Exercise brief: Report each line of the entries that contains the word "whatsapp", copied in full.

Collected data entries:
----------------
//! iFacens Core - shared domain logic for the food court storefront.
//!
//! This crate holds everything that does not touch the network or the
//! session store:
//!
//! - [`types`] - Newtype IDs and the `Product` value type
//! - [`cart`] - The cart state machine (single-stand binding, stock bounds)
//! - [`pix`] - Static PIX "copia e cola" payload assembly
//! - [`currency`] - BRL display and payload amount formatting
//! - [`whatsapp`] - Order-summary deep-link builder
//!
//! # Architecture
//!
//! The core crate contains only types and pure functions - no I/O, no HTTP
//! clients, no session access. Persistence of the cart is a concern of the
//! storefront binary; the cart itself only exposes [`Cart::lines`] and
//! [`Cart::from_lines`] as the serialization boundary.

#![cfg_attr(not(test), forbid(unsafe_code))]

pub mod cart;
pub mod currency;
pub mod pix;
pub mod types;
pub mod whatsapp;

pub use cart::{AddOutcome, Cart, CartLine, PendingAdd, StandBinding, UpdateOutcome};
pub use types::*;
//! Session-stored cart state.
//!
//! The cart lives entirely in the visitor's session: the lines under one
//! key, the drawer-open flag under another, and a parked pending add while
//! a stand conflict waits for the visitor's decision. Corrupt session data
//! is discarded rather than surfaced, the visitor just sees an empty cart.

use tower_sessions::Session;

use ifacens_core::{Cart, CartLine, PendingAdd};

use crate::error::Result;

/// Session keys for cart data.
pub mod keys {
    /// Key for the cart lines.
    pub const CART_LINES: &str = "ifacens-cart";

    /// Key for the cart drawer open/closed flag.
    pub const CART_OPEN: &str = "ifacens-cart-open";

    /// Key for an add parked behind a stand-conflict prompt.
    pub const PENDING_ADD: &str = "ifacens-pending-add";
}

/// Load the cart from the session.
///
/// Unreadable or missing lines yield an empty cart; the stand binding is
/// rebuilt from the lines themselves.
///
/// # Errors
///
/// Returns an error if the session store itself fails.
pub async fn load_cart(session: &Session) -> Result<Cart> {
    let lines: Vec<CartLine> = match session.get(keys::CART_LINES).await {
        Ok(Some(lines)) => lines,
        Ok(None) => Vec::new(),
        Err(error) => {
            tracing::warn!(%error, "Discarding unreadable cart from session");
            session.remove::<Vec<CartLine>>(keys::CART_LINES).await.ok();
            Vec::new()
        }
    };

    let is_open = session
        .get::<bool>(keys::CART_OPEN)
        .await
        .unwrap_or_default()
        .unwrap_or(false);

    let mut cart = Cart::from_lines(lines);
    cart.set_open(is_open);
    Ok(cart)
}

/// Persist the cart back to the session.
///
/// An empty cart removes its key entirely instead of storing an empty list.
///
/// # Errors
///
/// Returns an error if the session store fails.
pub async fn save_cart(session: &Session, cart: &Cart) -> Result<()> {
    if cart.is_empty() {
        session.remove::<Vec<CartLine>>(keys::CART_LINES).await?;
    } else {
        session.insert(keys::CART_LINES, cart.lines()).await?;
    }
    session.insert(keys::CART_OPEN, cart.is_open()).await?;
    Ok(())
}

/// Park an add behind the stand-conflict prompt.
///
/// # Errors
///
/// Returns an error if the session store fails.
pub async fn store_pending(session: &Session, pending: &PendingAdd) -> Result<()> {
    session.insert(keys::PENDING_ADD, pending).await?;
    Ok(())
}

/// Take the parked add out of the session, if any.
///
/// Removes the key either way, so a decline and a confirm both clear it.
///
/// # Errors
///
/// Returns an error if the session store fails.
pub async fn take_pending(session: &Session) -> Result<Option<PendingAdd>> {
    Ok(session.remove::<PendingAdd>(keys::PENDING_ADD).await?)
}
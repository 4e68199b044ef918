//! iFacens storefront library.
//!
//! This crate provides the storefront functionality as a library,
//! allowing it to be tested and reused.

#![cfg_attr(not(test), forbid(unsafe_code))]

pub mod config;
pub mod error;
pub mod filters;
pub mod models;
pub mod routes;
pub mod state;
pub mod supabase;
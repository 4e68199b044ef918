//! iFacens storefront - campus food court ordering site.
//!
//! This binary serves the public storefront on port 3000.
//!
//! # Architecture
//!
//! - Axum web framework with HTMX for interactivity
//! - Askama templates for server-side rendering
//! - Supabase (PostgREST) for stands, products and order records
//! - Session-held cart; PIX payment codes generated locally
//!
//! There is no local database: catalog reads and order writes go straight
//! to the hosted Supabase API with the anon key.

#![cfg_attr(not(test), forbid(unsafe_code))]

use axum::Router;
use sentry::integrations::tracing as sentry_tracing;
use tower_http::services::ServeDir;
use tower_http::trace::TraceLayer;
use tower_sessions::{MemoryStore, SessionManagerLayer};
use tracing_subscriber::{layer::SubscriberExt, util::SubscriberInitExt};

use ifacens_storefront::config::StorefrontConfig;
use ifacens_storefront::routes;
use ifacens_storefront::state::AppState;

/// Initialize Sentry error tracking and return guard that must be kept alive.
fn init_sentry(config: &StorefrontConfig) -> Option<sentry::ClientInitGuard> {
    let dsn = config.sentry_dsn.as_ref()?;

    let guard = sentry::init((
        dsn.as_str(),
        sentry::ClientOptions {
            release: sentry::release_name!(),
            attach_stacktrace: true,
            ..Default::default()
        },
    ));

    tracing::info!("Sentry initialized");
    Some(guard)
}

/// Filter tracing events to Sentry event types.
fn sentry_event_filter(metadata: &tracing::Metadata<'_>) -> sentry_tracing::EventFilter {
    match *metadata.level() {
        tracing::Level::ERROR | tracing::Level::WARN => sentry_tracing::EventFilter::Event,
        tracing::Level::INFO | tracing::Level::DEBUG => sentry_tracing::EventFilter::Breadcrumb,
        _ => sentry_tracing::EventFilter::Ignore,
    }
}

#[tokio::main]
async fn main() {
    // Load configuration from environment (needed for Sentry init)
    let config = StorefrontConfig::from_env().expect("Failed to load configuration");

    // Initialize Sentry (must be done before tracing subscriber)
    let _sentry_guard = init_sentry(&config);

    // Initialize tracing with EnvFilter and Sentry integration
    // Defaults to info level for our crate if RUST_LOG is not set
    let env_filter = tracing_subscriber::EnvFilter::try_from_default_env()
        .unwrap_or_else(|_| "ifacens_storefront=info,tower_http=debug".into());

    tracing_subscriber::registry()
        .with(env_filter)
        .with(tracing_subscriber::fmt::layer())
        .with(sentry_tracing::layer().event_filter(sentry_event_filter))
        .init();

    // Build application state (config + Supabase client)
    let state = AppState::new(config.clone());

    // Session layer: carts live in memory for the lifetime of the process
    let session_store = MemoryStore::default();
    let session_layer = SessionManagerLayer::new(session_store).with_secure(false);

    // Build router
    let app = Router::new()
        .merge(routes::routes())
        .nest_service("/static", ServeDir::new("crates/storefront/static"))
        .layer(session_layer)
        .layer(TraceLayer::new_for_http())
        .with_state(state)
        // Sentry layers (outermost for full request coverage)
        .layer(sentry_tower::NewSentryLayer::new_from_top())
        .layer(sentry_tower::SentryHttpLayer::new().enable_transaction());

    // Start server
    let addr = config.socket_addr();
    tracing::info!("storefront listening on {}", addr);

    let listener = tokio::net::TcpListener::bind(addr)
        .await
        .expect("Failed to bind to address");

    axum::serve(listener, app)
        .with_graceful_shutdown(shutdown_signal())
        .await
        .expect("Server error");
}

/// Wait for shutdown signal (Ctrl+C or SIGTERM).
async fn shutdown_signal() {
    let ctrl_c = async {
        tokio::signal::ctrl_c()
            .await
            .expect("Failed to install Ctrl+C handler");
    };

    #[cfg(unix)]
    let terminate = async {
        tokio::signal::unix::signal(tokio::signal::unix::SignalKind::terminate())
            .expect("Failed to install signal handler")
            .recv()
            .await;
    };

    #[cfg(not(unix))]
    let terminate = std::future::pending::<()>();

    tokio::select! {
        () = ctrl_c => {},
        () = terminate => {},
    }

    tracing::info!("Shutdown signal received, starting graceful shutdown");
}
----------------
Final answer:
//! - [`whatsapp`] - Order-summary deep-link builder
pub mod whatsapp;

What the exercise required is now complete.